2026-04-30 by Xquik
Definition
Twitter sentiment analysis is the process of collecting X posts, classifying each post as positive, neutral, or negative, and summarizing the themes and metrics that explain the distribution. In X workflows, it connects search results, mentions, replies, engagement, and exports so teams can spot risk, product feedback, campaign lift, or emerging demand without reading every post manually.
Collect tweets
Start with the exact source of the conversation: keyword searches, campaign hashtags, user mentions, replies, quotes, or account timelines. Keep the query, cursor, and capture time with every record so the sentiment report can be reproduced.
Enrich metrics
Add engagement counts, author fields, language, publish time, and conversation context before classification. Those fields help separate a high-volume complaint from a low-reach comment and make the final summary easier to explain.
Classify sentiment
Classify each post into a small label set such as positive, neutral, negative, or mixed. Store confidence and a short rationale beside the label so analysts and agents can review edge cases instead of trusting a black-box score.
Summarize drivers
Aggregate the labels by topic, account, time window, and engagement. The useful output is not only the percentage of positive or negative posts, but the recurring product issues, campaign themes, influencers, and examples behind the distribution.
Export CSV or JSON
Export CSV when a team needs spreadsheet review and JSON when another system needs to continue the workflow. Keep stable post IDs, author handles, timestamps, sentiment labels, confidence, metrics, and driver summaries in both formats.
Related Workflows
Operational Checklist
Define the input
Identify the account, post, keyword, event, or API object that starts the workflow. Clear inputs make automation easier to validate and debug.
Record the output
Store stable IDs, timestamps, status, and exportable fields. The result should work for humans in the dashboard and for systems consuming API responses.
Plan recovery
Decide which failures should retry, which should ask the user to reconnect an account, and which should stop because the target is no longer actionable.
Where Xquik Fits
Xquik is designed for teams that need the same workflow to work in a dashboard, through REST API calls, through signed webhooks, and through MCP-compatible agent tools. That keeps operational work consistent when a process grows from a manual task into a repeated system task.

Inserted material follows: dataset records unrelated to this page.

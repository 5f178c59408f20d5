//! Event feeds, limits and repository browsing.

use chrono::{TimeZone, Utc};
use gitevents_lib::db::{events, pull_requests, repositories, users};
use gitevents_lib::models::github::{GitHubAccount, GitHubPullRequest, GitHubRepository};

use super::test_helpers::*;

/// One PR event, one branch event and one push event on consecutive days.
async fn seed_three_days(ctx: &TestContext) {
    let db = ctx.pool.connection();
    let repo_data: GitHubRepository = serde_json::from_value(repository_json()).unwrap();
    let sender_data: GitHubAccount = serde_json::from_value(sender_json()).unwrap();
    let pr_data: GitHubPullRequest =
        serde_json::from_value(pull_request_payload("opened", "Seed", false)["pull_request"].clone())
            .unwrap();

    let repo = repositories::upsert(db, &repo_data).await.unwrap();
    let sender = users::upsert(db, &sender_data).await.unwrap();
    let pr = pull_requests::upsert(db, &pr_data, repo.id, sender.id)
        .await
        .unwrap();

    events::insert_pr_event(
        db,
        pr.id,
        "opened",
        None,
        Utc.with_ymd_and_hms(2024, 1, 1, 12, 0, 0).unwrap(),
    )
    .await
    .unwrap();
    events::insert_branch_event(
        db,
        repo.id,
        "create",
        "refs/heads/feature-x",
        None,
        Utc.with_ymd_and_hms(2024, 1, 2, 12, 0, 0).unwrap(),
    )
    .await
    .unwrap();
    events::insert_push_event(
        db,
        repo.id,
        sender.id,
        events::NewPushEvent {
            git_ref: "refs/heads/feature-x",
            before: "a",
            after: "b",
            created: false,
            deleted: false,
            forced: false,
            commits: &[],
        },
        Utc.with_ymd_and_hms(2024, 1, 3, 12, 0, 0).unwrap(),
    )
    .await
    .unwrap();
}

#[actix_rt::test]
async fn test_combined_feed_is_newest_first() {
    let ctx = TestContext::new().await;
    seed_three_days(&ctx).await;
    let api = create_api_app(&ctx).await;

    let (status, feed) = get_json(&api, "/api/events/all").await;
    assert_eq!(status, 200);
    let categories: Vec<&str> = feed
        .as_array()
        .unwrap()
        .iter()
        .map(|e| e["event_category"].as_str().unwrap())
        .collect();
    assert_eq!(categories, vec!["push", "branch", "pull_request"]);

    let (_, feed) = get_json(&api, "/api/events/all?limit=2").await;
    assert_eq!(feed.as_array().unwrap().len(), 2);
}

#[actix_rt::test]
async fn test_out_of_range_limits_are_rejected() {
    let ctx = TestContext::new().await;
    let api = create_api_app(&ctx).await;

    for uri in [
        "/api/events/pr?limit=0",
        "/api/events/branch?limit=101",
        "/api/events/push?limit=1000",
        "/api/events/all?limit=0",
        "/api/prs/1/events?limit=501",
    ] {
        let (status, body) = get_json(&api, uri).await;
        assert_eq!(status, 400, "{} -> {:?}", uri, body);
        assert_eq!(body["error"], "INVALID_INPUT");
    }

    let (status, _) = get_json(&api, "/api/prs/1/events?limit=500").await;
    assert_eq!(status, 200);
}

#[actix_rt::test]
async fn test_branch_push_records_commits_and_lifecycle() {
    let ctx = TestContext::new().await;
    let webhook = create_webhook_app(&ctx, None).await;
    let api = create_api_app(&ctx).await;

    deliver(&webhook, "push", &push_payload("refs/heads/feature-x", true), None).await;
    deliver(&webhook, "push", &push_payload("refs/tags/v1.0", true), None).await;

    let (_, pushes) = get_json(&api, "/api/events/push").await;
    let pushes = pushes.as_array().unwrap();
    assert_eq!(pushes.len(), 1, "tag pushes are not stored");
    assert_eq!(pushes[0]["ref"], "refs/heads/feature-x");
    assert_eq!(pushes[0]["commits"][0]["message"], "Add readme");
    assert_eq!(pushes[0]["commits"][0]["author"]["username"], "octocat");

    let (_, branches) = get_json(&api, "/api/events/branch").await;
    let branches = branches.as_array().unwrap();
    assert_eq!(branches.len(), 1);
    assert_eq!(branches[0]["event_type"], "created");
}

#[actix_rt::test]
async fn test_unknown_repository_prs_not_found() {
    let ctx = TestContext::new().await;
    let api = create_api_app(&ctx).await;

    let (status, body) = get_json(&api, "/api/repos/999/prs").await;
    assert_eq!(status, 404);
    assert_eq!(body["error"], "NOT_FOUND");
}

#[actix_rt::test]
async fn test_health_and_ready() {
    let ctx = TestContext::new().await;
    let api = create_api_app(&ctx).await;

    let (status, body) = get_json(&api, "/api/health").await;
    assert_eq!(status, 200);
    assert_eq!(body["status"], "ok");
    assert_eq!(body["service"], "gitevents");

    let (status, body) = get_json(&api, "/api/ready").await;
    assert_eq!(status, 200);
    assert_eq!(body["ready"], true);
    assert_eq!(body["database"], "connected");
    assert!(body.get("detail").is_none());
}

The important product question is not only whether one action can be completed. It is whether the surrounding details are visible: authentication state, job status, result exports, retry behavior, webhook delivery, and a path for developers to automate the same work safely.
FAQ
How do you analyze sentiment on Twitter?
Collect the tweets that match a keyword, account, mention stream, or campaign, enrich each record with metrics, classify sentiment, summarize the drivers behind the distribution, and export the results for review.
Can agents analyze X sentiment?
Yes. Agents can use Xquik MCP tools or API endpoints to collect X data, then apply a sentiment classification step and return a structured summary with examples, drivers, and export-ready records.
How do you export sentiment results?
Export sentiment results as CSV for spreadsheet review or JSON for downstream systems. Include the post ID, author, timestamp, metrics, label, confidence, and summary driver fields.